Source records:
- - -
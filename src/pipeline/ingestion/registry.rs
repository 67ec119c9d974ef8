use async_trait::async_trait;
use serde::Serialize;
use std::collections::{BTreeMap, HashMap, VecDeque};
use std::sync::Arc;
use tokio::sync::Mutex;
use tokio::task::JoinHandle;
use tokio_util::sync::CancellationToken;
use tracing::{error, info};

use crate::config::IngestionConfig;
use crate::observability::metrics;
use crate::pipeline::ingestion::orchestrator::{IngestionOrchestrator, ProgressReporter};
use crate::pipeline::ingestion::result::{ErrorEntry, ErrorKind, IngestionResult, IngestionStatus};

pub type RunId = String;

/// Finished results kept for late `wait` calls; older ones are dropped first.
const RETAINED_RESULTS: usize = 256;

struct RunEntry {
    snapshot: IngestionResult,
    cancel: CancellationToken,
}

#[derive(Default)]
struct RegistryState {
    active: HashMap<RunId, RunEntry>,
    // only runs still in flight keep their task handle
    handles: HashMap<RunId, JoinHandle<IngestionResult>>,
    finished: HashMap<RunId, IngestionResult>,
    finished_order: VecDeque<RunId>,
    completed: BTreeMap<IngestionStatus, u64>,
}

impl RegistryState {
    /// Move a run from the active set to the finished results. No-op when
    /// the run was already retired.
    fn retire(&mut self, result: &IngestionResult) {
        if self.active.remove(&result.run_id).is_none() {
            return;
        }
        *self.completed.entry(result.status).or_insert(0) += 1;
        self.handles.remove(&result.run_id);
        self.finished.insert(result.run_id.clone(), result.clone());
        self.finished_order.push_back(result.run_id.clone());
        while self.finished_order.len() > RETAINED_RESULTS {
            if let Some(oldest) = self.finished_order.pop_front() {
                self.finished.remove(&oldest);
            }
        }
    }

    /// Fail a run whose task died before reporting a terminal status.
    fn abandon(&mut self, run_id: &str, reason: String) -> Option<IngestionResult> {
        let mut result = self.active.get(run_id)?.snapshot.clone();
        result.push_error(ErrorEntry::new(ErrorKind::Unknown, reason));
        let result = result.finalize(IngestionStatus::Failed);
        metrics::runs::completed(result.source_type, IngestionStatus::Failed.as_str(), result.duration_ms as f64 / 1000.0);
        self.retire(&result);
        Some(result)
    }

    fn take_finished(&mut self, run_id: &str) -> Option<IngestionResult> {
        let result = self.finished.remove(run_id)?;
        self.finished_order.retain(|id| id != run_id);
        Some(result)
    }
}

#[derive(Debug, Clone, Default, PartialEq, Serialize)]
pub struct RegistryMetrics {
    pub active_count: usize,
    /// Current status of in-flight runs.
    pub status_histogram: BTreeMap<IngestionStatus, usize>,
    /// Terminal outcomes since the registry was created.
    pub completed_histogram: BTreeMap<IngestionStatus, u64>,
}

/// Tracks in-flight runs. Each run is its own tokio task; the registry only
/// holds snapshots and cancellation tokens, all behind one lock.
pub struct IngestionRegistry {
    orchestrator: Arc<IngestionOrchestrator>,
    state: Arc<Mutex<RegistryState>>,
}

#[derive(Clone)]
struct RegistryReporter {
    run_id: RunId,
    state: Arc<Mutex<RegistryState>>,
}

#[async_trait]
impl ProgressReporter for RegistryReporter {
    async fn update(&self, snapshot: &IngestionResult) {
        let mut state = self.state.lock().await;
        if snapshot.status.is_terminal() {
            state.retire(snapshot);
        } else if let Some(entry) = state.active.get_mut(&self.run_id) {
            entry.snapshot = snapshot.clone();
        }
    }
}

impl IngestionRegistry {
    pub fn new(orchestrator: Arc<IngestionOrchestrator>) -> Self {
        Self {
            orchestrator,
            state: Arc::new(Mutex::new(RegistryState::default())),
        }
    }

    /// Spawn a run and return its id immediately.
    pub async fn start(&self, config: IngestionConfig) -> RunId {
        let run_id = uuid::Uuid::new_v4().to_string();
        let cancel = CancellationToken::new();
        let snapshot = IngestionResult::new(run_id.clone(), config.tenant_id.clone(), config.source_type);

        // the entry must exist before the task's first report
        let mut state = self.state.lock().await;
        state.active.insert(
            run_id.clone(),
            RunEntry {
                snapshot: snapshot.clone(),
                cancel: cancel.clone(),
            },
        );

        let orchestrator = self.orchestrator.clone();
        let reporter = RegistryReporter {
            run_id: run_id.clone(),
            state: self.state.clone(),
        };
        let config = Arc::new(config);
        let handle = tokio::spawn(async move {
            let run_reporter = reporter.clone();
            let task_run_id = reporter.run_id.clone();
            let run = tokio::spawn(async move {
                orchestrator
                    .run(config, &task_run_id, cancel, &run_reporter)
                    .await
            });
            match run.await {
                Ok(result) => result,
                Err(e) => {
                    error!("Ingestion run {} task died: {}", reporter.run_id, e);
                    let mut state = reporter.state.lock().await;
                    let reason = format!("run task died: {}", e);
                    match state.abandon(&reporter.run_id, reason) {
                        Some(result) => result,
                        None => state
                            .finished
                            .get(&reporter.run_id)
                            .cloned()
                            .unwrap_or_else(|| snapshot.finalize(IngestionStatus::Failed)),
                    }
                }
            }
        });
        state.handles.insert(run_id.clone(), handle);
        info!("Registered ingestion run {}", run_id);
        run_id
    }

    /// Latest snapshot of an in-flight run.
    pub async fn get(&self, run_id: &str) -> Option<IngestionResult> {
        let state = self.state.lock().await;
        state.active.get(run_id).map(|entry| entry.snapshot.clone())
    }

    pub async fn list(&self) -> Vec<IngestionResult> {
        let state = self.state.lock().await;
        let mut runs: Vec<IngestionResult> = state.active.values().map(|e| e.snapshot.clone()).collect();
        runs.sort_by(|a, b| a.started_at.cmp(&b.started_at).then_with(|| a.run_id.cmp(&b.run_id)));
        runs
    }

    /// Request cooperative cancellation. False when the run is unknown or already finished.
    pub async fn cancel(&self, run_id: &str) -> bool {
        let state = self.state.lock().await;
        match state.active.get(run_id) {
            Some(entry) => {
                info!("Cancelling ingestion run {}", run_id);
                entry.cancel.cancel();
                true
            }
            None => false,
        }
    }

    /// Wait for a run to finish and take its result. Each run can be waited
    /// once; only the most recent unwaited results are kept.
    pub async fn wait(&self, run_id: &str) -> Option<IngestionResult> {
        let handle = {
            let mut state = self.state.lock().await;
            match state.handles.remove(run_id) {
                Some(handle) => handle,
                None => return state.take_finished(run_id),
            }
        };
        let joined = handle.await;

        let mut state = self.state.lock().await;
        match joined {
            Ok(result) => {
                state.take_finished(run_id);
                Some(result)
            }
            Err(e) => {
                error!("Ingestion run {} task failed: {}", run_id, e);
                state.abandon(run_id, format!("run task failed: {}", e));
                state.take_finished(run_id)
            }
        }
    }

    pub async fn metrics(&self) -> RegistryMetrics {
        let state = self.state.lock().await;
        let mut status_histogram = BTreeMap::new();
        for entry in state.active.values() {
            *status_histogram.entry(entry.snapshot.status).or_insert(0) += 1;
        }
        RegistryMetrics {
            active_count: state.active.len(),
            status_histogram,
            completed_histogram: state.completed.clone(),
        }
    }
}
- - -
### Activity
If a line of the records above holds the word "Some", show it.

### Solved problem
            if let Some(oldest) = self.finished_order.pop_front() {
        Some(result)
        Some(result)
        } else if let Some(entry) = state.active.get_mut(&self.run_id) {
                        Some(result) => result,
            Some(entry) => {
                Some(handle) => handle,
                Some(result)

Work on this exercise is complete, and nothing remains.